WHAT YOU ARE ASKED TO DO:
How many lines of the data contain "index"? Reply with the number alone.

RECORDS SUPPLIED:
────

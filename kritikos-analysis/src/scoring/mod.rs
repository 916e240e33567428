//! IDP (parliamentary performance index) methodology
//!
//! Pure functions from per-legislator facts to axis scores. Loading the
//! facts and storing the results is done by [`aggregator`].
//!
//! Methodology 1.0:
//! `IDP = performance·0.35 + relevance·0.30 + responsibility·0.20 + ethics·0.15`
//!
//! Methodology 2.0 drops the ethics axis and folds expenditure and earmark
//! execution into the fiscal axis:
//! `IDP = performance·0.40 + relevance·0.35 + fiscal·0.25`

pub mod aggregator;

use serde::{Deserialize, Serialize};
use std::collections::HashSet;
use std::fmt;
use std::str::FromStr;

use crate::models::par_score::HIGH_QUALITY_PAR;

/// Score used for an axis with no data to judge
pub const NEUTRAL_SCORE: f64 = 50.0;

#[derive(Debug, Clone, Copy, Default, PartialEq, Eq, Hash, Serialize, Deserialize)]
pub enum Methodology {
    #[default]
    #[serde(rename = "1.0")]
    V1,
    #[serde(rename = "2.0")]
    V2,
}

impl Methodology {
    pub fn version(&self) -> &'static str {
        match self {
            Methodology::V1 => "1.0",
            Methodology::V2 => "2.0",
        }
    }

    /// Score one legislator
    pub fn score(&self, facts: &LegislatorFacts, context: &ScoringContext) -> AxisScores {
        let performance = performance_score(&facts.proposals);
        let relevance = relevance_score(&facts.proposals);
        let responsibility = responsibility_score(&facts.proposals);

        match self {
            Methodology::V1 => {
                let ethics = ethics_score(&facts.proposals);
                let final_score =
                    performance * 0.35 + relevance * 0.30 + responsibility * 0.20 + ethics * 0.15;
                AxisScores {
                    performance: round2(performance),
                    relevance: round2(relevance),
                    responsibility: round2(responsibility),
                    ethics: Some(round2(ethics)),
                    final_score: round2(final_score),
                }
            }
            Methodology::V2 => {
                let fiscal = responsibility * 0.5
                    + expense_score(facts.total_expenses, context.mean_expenses) * 0.3
                    + earmark_execution_score(facts.earmarks_committed, facts.earmarks_paid) * 0.2;
                let final_score = performance * 0.40 + relevance * 0.35 + fiscal * 0.25;
                AxisScores {
                    performance: round2(performance),
                    relevance: round2(relevance),
                    responsibility: round2(fiscal),
                    ethics: None,
                    final_score: round2(final_score),
                }
            }
        }
    }
}

impl fmt::Display for Methodology {
    fn fmt(&self, f: &mut fmt::Formatter<'_>) -> fmt::Result {
        f.write_str(self.version())
    }
}

impl FromStr for Methodology {
    type Err = String;

    fn from_str(s: &str) -> Result<Self, Self::Err> {
        match s.trim() {
            "1.0" | "1" | "v1" => Ok(Methodology::V1),
            "2.0" | "2" | "v2" => Ok(Methodology::V2),
            other => Err(format!("unknown methodology version: {}", other)),
        }
    }
}

/// One authored proposal as seen by the index
#[derive(Debug, Clone, Default, PartialEq)]
pub struct ProposalFacts {
    pub kind: String,
    /// "YYYY-MM" of presentation
    pub presented_month: Option<String>,
    /// None when there is no finished analysis
    pub is_trivial: Option<bool>,
    pub par_final: Option<f64>,
    pub fiscal_sustainability: Option<f64>,
    pub burden_penalty: Option<f64>,
}

impl ProposalFacts {
    fn is_relevant(&self) -> bool {
        self.is_trivial == Some(false)
    }
}

/// Everything the index needs about one legislator
#[derive(Debug, Clone, Default, PartialEq)]
pub struct LegislatorFacts {
    pub legislator_id: i64,
    pub proposals: Vec<ProposalFacts>,
    /// Sum of net expense values
    pub total_expenses: f64,
    pub earmarks_committed: f64,
    pub earmarks_paid: f64,
}

impl LegislatorFacts {
    pub fn analyzed_count(&self) -> usize {
        self.proposals.iter().filter(|p| p.is_trivial.is_some()).count()
    }

    pub fn trivial_count(&self) -> usize {
        self.proposals.iter().filter(|p| p.is_trivial == Some(true)).count()
    }

    pub fn relevant_count(&self) -> usize {
        self.proposals.iter().filter(|p| p.is_relevant()).count()
    }
}

/// Population-level values some axes compare against
#[derive(Debug, Clone, Copy, Default, PartialEq)]
pub struct ScoringContext {
    /// Mean total expenses over the scored legislators
    pub mean_expenses: f64,
}

impl ScoringContext {
    pub fn from_facts(all: &[LegislatorFacts]) -> Self {
        if all.is_empty() {
            return Self::default();
        }
        let total: f64 = all.iter().map(|f| f.total_expenses).sum();
        Self {
            mean_expenses: total / all.len() as f64,
        }
    }
}

/// Axis scores of one legislator, rounded to 2 decimals
#[derive(Debug, Clone, Copy, PartialEq, Serialize)]
pub struct AxisScores {
    pub performance: f64,
    pub relevance: f64,
    /// Responsibility (1.0) or combined fiscal axis (2.0)
    pub responsibility: f64,
    pub ethics: Option<f64>,
    pub final_score: f64,
}

/// Legislative performance: volume, diversity and constancy (0-100)
pub fn performance_score(proposals: &[ProposalFacts]) -> f64 {
    if proposals.is_empty() {
        return 0.0;
    }

    let total = proposals.len() as f64;
    let kinds: HashSet<&str> = proposals.iter().map(|p| p.kind.as_str()).collect();
    let months: HashSet<&str> = proposals
        .iter()
        .filter_map(|p| p.presented_month.as_deref())
        .collect();

    let volume = (total / 50.0 * 40.0).min(40.0);
    let diversity = (kinds.len() as f64 / 5.0 * 30.0).min(30.0);
    let constancy = (months.len() as f64 / 6.0 * 30.0).min(30.0);

    (volume + diversity + constancy).min(100.0)
}

/// Social relevance: mean PAR of non-trivial analyzed proposals (0 when none)
pub fn relevance_score(proposals: &[ProposalFacts]) -> f64 {
    mean(
        proposals
            .iter()
            .filter(|p| p.is_relevant())
            .filter_map(|p| p.par_final),
    )
    .map(|m| m.min(100.0))
    .unwrap_or(0.0)
}

/// Fiscal responsibility: mean of max(fiscal − penalty, 0) over non-trivial proposals
pub fn responsibility_score(proposals: &[ProposalFacts]) -> f64 {
    mean(proposals.iter().filter(|p| p.is_relevant()).filter_map(|p| {
        p.fiscal_sustainability
            .map(|fiscal| (fiscal - p.burden_penalty.unwrap_or(0.0)).max(0.0))
    }))
    .map(|m| m.min(100.0))
    .unwrap_or(NEUTRAL_SCORE)
}

/// Ethics and legality: share of high-PAR proposals, minus a triviality penalty
pub fn ethics_score(proposals: &[ProposalFacts]) -> f64 {
    if proposals.is_empty() {
        return NEUTRAL_SCORE;
    }

    let total = proposals.len() as f64;
    let high_quality = proposals
        .iter()
        .filter(|p| p.par_final.is_some_and(|par| par >= HIGH_QUALITY_PAR))
        .count() as f64;
    let trivial = proposals.iter().filter(|p| p.is_trivial == Some(true)).count() as f64;

    let quality = high_quality / total * 60.0;
    let seriousness = (40.0 - trivial / total * 40.0).max(0.0);

    (quality + seriousness).min(100.0)
}

/// Spending restraint relative to the mean (0-100); neutral when nobody spent
pub fn expense_score(total_expenses: f64, mean_expenses: f64) -> f64 {
    if mean_expenses <= 0.0 {
        return NEUTRAL_SCORE;
    }
    (100.0 * (1.0 - total_expenses / (2.0 * mean_expenses))).clamp(0.0, 100.0)
}

/// Paid share of committed earmarks (0-100); neutral with nothing committed
pub fn earmark_execution_score(committed: f64, paid: f64) -> f64 {
    if committed <= 0.0 {
        return NEUTRAL_SCORE;
    }
    (100.0 * paid / committed).clamp(0.0, 100.0)
}

pub fn round2(value: f64) -> f64 {
    (value * 100.0).round() / 100.0
}

fn mean(values: impl Iterator<Item = f64>) -> Option<f64> {
    let (sum, count) = values.fold((0.0, 0usize), |(sum, count), v| (sum + v, count + 1));
    (count > 0).then(|| sum / count as f64)
}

────

SOLUTION FOR THIS PROBLEM:
3